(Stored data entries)
impl TunnelServer {
    pub fn new(routes: Arc<RouteTable>, keys: Arc<KeyRegistry>, max_frame_size: usize) -> Self {
        Self {
            routes,
            keys,
            max_frame_size,
            next_session: AtomicU64::new(1),
        }
    }

    pub fn keys(&self) -> &Arc<KeyRegistry> {
        &self.keys
    }

    /// Accept satellite connections until shutdown is signalled.
    pub async fn run(self: Arc<Self>, listener: TcpListener, mut shutdown: broadcast::Receiver<()>) -> Result<()> {
        loop {
            tokio::select! {
                accepted = listener.accept() => {
                    let (stream, peer_addr) = match accepted {
                        Ok(conn) => conn,
                        Err(e) => {
                            tracing::warn!(error = %e, "Tunnel accept failed");
                            continue;
                        }
                    };
                    let _ = stream.set_nodelay(true);
                    let server = Arc::clone(&self);
                    tokio::spawn(async move {
                        server.serve_session(stream, peer_addr).await;
                    });
                }
                _ = shutdown.recv() => {
                    tracing::info!("Tunnel listener stopping");
                    break;
                }
            }
        }
        Ok(())
    }

    /// Drive one satellite connection until it closes.
    pub async fn serve_session<S>(&self, stream: S, peer_addr: SocketAddr)
    where
        S: AsyncRead + AsyncWrite + Send + 'static,
    {
        let owner: RouteOwner = self.next_session.fetch_add(1, Ordering::Relaxed);
        let (read_half, write_half) = tokio::io::split(stream);
        let mut frames = FramedRead::new(read_half, FrameCodec::new(Side::Primary, self.max_frame_size));
        let (outbound, mut queue) = mpsc::channel::<Frame>(OUTBOUND_QUEUE);

        let max_frame_size = self.max_frame_size;
        let mut writer = tokio::spawn(async move {
            let mut sink = FramedWrite::new(write_half, FrameCodec::new(Side::Primary, max_frame_size));
            while let Some(frame) = queue.recv().await {
                if let Err(e) = sink.send(frame).await {
                    tracing::debug!(error = %e, "Tunnel write failed");
                    break;
                }
            }
            let _ = sink.close().await;
        });

        tracing::debug!(session = owner, peer_addr = %peer_addr, "Tunnel session opened");
        metrics::record_tunnel_sessions(1.0);

        let mut session = Session {
            owner,
            peer_addr,
            scope: None,
            registered: Vec::new(),
            mailboxes: Arc::new(MailboxTable::new()),
            outbound,
            max_payload: FrameCodec::max_data_payload(self.max_frame_size),
        };

        while let Some(next) = frames.next().await {
            let frame = match next {
                Ok(frame) => frame,
                Err(e) => {
                    tracing::warn!(session = owner, peer_addr = %peer_addr, error = %e, "Tunnel framing error, closing");
                    break;
                }
            };
            if !self.handle_frame(&mut session, frame).await {
                break;
            }
        }

        self.close_session(session);
        drop(frames);
        if tokio::time::timeout(WRITER_DRAIN, &mut writer).await.is_err() {
            writer.abort();
        }
        metrics::record_tunnel_sessions(-1.0);
        tracing::debug!(session = owner, peer_addr = %peer_addr, "Tunnel session closed");
    }

    /// Returns false when the session must be closed.
    async fn handle_frame(&self, session: &mut Session, frame: Frame) -> bool {
        match frame {
            Frame::Authenticate { secret } => match self.keys.authenticate(&secret) {
                Some(scope) => {
                    tracing::info!(session = session.owner, peer_addr = %session.peer_addr, "Tunnel authenticated");
                    session.scope = Some(scope);
                    true
                }
                None => {
                    tracing::warn!(session = session.owner, peer_addr = %session.peer_addr, "Tunnel authentication failed");
                    session.send_error("authentication failed").await;
                    false
                }
            },
            _ if session.scope.is_none() => {
                session.send_error("not authenticated").await;
                true
            }
            Frame::RegisterRoute { domain, path } => {
                self.register(session, domain, path).await;
                true
            }
            Frame::Data { client_id, payload } => {
                if !session.mailboxes.deliver(client_id, payload) {
                    tracing::debug!(session = session.owner, client_id, "Data for unknown virtual client");
                }
                true
            }
            Frame::Disconnect { client_id } => {
                session.mailboxes.deliver(client_id, Bytes::new());
                true
            }
            Frame::Error { message } => {
                tracing::warn!(session = session.owner, message = %message, "Satellite reported error");
                true
            }
            Frame::Connect { .. } => {
                session.send_error("unexpected command").await;
                true
            }
        }
    }

    async fn register(&self, session: &mut Session, domain: String, path: String) {
        let domain = domain.to_ascii_lowercase();
        let allowed = session.scope.as_ref().map(|s| s.allows(&domain)).unwrap_or(false);
        if !allowed {
            tracing::warn!(session = session.owner, domain = %domain, "Tunnel route outside key scope");
            session.send_error(&format!("domain not allowed: {}", domain)).await;
            return;
        }
        let handler = ForwardingHandler {
            outbound: session.outbound.clone(),
            mailboxes: Arc::clone(&session.mailboxes),
            max_payload: session.max_payload,
        };
        self.routes
            .add_owned(&domain, &path, RouteHandler::from_handler(handler), session.owner);
        tracing::info!(session = session.owner, domain = %domain, path = %path, "Tunnel route registered");
        session.registered.push((domain, path));
    }

    fn close_session(&self, session: Session) {
        for (domain, path) in &session.registered {
            if self.routes.remove_if_owned(domain, path, session.owner) {
                tracing::info!(session = session.owner, domain = %domain, path = %path, "Tunnel route unregistered");
            }
        }
        let terminated = session.mailboxes.close();
        if terminated > 0 {
            tracing::debug!(session = session.owner, terminated, "Terminated open virtual clients");
        }
    }
}
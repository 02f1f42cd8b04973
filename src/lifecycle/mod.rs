//! Lifecycle management subsystem.
//!
//! # Data Flow
//! ```text
//! Startup (startup.rs):
//!     Config → Route table → HTTP listener → Tunnel listener / Satellite loop
//!
//! Shutdown (shutdown.rs):
//!     Signal received → Stop accepting → Drain connections → Exit
//!
//! Signals (signals.rs):
//!     SIGTERM/SIGINT → Trigger graceful shutdown
//! ```
//!
//! # Design Decisions
//! - Ordered startup: routes exist before any listener accepts
//! - Shutdown has a grace period: connections still open after it are dropped

pub mod shutdown;
pub mod signals;
pub mod startup;

pub use shutdown::Shutdown;
pub use startup::{start, RunningServer};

_Your objective_.
Identify the lines in the records above that contain the word "deliver", then state how many there are and nothing more.

_Reply_.
2